**EXERCISE OBJECTIVE**
Extract each line of the data below exactly as written.

Collected data entries

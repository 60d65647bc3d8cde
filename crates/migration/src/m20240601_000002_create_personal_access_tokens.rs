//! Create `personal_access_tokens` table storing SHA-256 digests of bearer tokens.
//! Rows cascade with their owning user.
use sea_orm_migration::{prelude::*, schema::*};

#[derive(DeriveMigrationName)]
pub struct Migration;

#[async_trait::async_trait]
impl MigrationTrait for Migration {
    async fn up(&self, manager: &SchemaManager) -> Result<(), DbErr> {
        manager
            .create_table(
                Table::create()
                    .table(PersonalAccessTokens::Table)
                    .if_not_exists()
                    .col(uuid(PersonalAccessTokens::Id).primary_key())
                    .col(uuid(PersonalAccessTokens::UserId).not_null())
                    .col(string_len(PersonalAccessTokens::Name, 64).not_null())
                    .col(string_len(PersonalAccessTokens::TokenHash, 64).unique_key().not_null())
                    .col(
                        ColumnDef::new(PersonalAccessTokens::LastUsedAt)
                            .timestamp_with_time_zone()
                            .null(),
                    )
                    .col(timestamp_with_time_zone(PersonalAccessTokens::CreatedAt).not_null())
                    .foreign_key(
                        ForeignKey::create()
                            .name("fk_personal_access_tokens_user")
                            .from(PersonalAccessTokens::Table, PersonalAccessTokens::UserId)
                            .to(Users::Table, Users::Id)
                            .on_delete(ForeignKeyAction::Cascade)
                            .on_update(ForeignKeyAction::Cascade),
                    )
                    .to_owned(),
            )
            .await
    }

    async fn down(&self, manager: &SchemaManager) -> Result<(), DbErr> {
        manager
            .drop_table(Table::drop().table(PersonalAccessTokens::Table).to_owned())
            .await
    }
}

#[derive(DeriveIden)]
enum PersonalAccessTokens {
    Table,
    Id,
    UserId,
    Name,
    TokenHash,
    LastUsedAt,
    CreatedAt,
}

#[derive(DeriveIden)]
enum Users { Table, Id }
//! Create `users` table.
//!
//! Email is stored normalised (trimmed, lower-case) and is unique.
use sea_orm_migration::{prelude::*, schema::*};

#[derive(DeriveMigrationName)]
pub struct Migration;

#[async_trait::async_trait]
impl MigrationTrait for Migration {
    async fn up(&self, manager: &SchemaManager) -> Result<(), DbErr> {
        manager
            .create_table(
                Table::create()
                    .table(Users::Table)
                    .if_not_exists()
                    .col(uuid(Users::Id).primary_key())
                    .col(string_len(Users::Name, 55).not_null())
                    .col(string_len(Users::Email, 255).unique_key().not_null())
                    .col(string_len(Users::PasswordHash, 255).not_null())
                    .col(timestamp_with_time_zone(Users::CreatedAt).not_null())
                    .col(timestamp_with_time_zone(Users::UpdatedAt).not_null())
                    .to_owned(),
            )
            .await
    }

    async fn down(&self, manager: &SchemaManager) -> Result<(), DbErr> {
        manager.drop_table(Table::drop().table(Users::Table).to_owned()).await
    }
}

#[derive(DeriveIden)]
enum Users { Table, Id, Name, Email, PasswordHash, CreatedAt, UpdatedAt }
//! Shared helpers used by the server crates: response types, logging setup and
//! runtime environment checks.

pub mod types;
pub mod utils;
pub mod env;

**RESPONSE TO THIS TASK**
repository 60d65647bc3d8cde
filename crates/migration/src/m20240601_000002_create_personal_access_tokens.rs
//! Create `personal_access_tokens` table storing SHA-256 digests of bearer tokens.
//! Rows cascade with their owning user.
use sea_orm_migration::{prelude::*, schema::*};

#[derive(DeriveMigrationName)]
pub struct Migration;

#[async_trait::async_trait]
impl MigrationTrait for Migration {
    async fn up(&self, manager: &SchemaManager) -> Result<(), DbErr> {
        manager
            .create_table(
                Table::create()
                    .table(PersonalAccessTokens::Table)
                    .if_not_exists()
                    .col(uuid(PersonalAccessTokens::Id).primary_key())
                    .col(uuid(PersonalAccessTokens::UserId).not_null())
                    .col(string_len(PersonalAccessTokens::Name, 64).not_null())
                    .col(string_len(PersonalAccessTokens::TokenHash, 64).unique_key().not_null())
                    .col(
                        ColumnDef::new(PersonalAccessTokens::LastUsedAt)
                            .timestamp_with_time_zone()
                            .null(),
                    )
                    .col(timestamp_with_time_zone(PersonalAccessTokens::CreatedAt).not_null())
                    .foreign_key(
                        ForeignKey::create()
                            .name("fk_personal_access_tokens_user")
                            .from(PersonalAccessTokens::Table, PersonalAccessTokens::UserId)
                            .to(Users::Table, Users::Id)
                            .on_delete(ForeignKeyAction::Cascade)
                            .on_update(ForeignKeyAction::Cascade),
                    )
                    .to_owned(),
            )
            .await
    }

    async fn down(&self, manager: &SchemaManager) -> Result<(), DbErr> {
        manager
            .drop_table(Table::drop().table(PersonalAccessTokens::Table).to_owned())
            .await
    }
}

#[derive(DeriveIden)]
enum PersonalAccessTokens {
    Table,
    Id,
    UserId,
    Name,
    TokenHash,
    LastUsedAt,
    CreatedAt,
}

#[derive(DeriveIden)]
enum Users { Table, Id }
//! Create `users` table.
//!
//! Email is stored normalised (trimmed, lower-case) and is unique.
use sea_orm_migration::{prelude::*, schema::*};

#[derive(DeriveMigrationName)]
pub struct Migration;

#[async_trait::async_trait]
impl MigrationTrait for Migration {
    async fn up(&self, manager: &SchemaManager) -> Result<(), DbErr> {
        manager
            .create_table(
                Table::create()
                    .table(Users::Table)
                    .if_not_exists()
                    .col(uuid(Users::Id).primary_key())
                    .col(string_len(Users::Name, 55).not_null())
                    .col(string_len(Users::Email, 255).unique_key().not_null())
                    .col(string_len(Users::PasswordHash, 255).not_null())
                    .col(timestamp_with_time_zone(Users::CreatedAt).not_null())
                    .col(timestamp_with_time_zone(Users::UpdatedAt).not_null())
                    .to_owned(),
            )
            .await
    }

    async fn down(&self, manager: &SchemaManager) -> Result<(), DbErr> {
        manager.drop_table(Table::drop().table(Users::Table).to_owned()).await
    }
}

#[derive(DeriveIden)]
enum Users { Table, Id, Name, Email, PasswordHash, CreatedAt, UpdatedAt }
//! Shared helpers used by the server crates: response types, logging setup and
//! runtime environment checks.

pub mod types;
pub mod utils;
pub mod env;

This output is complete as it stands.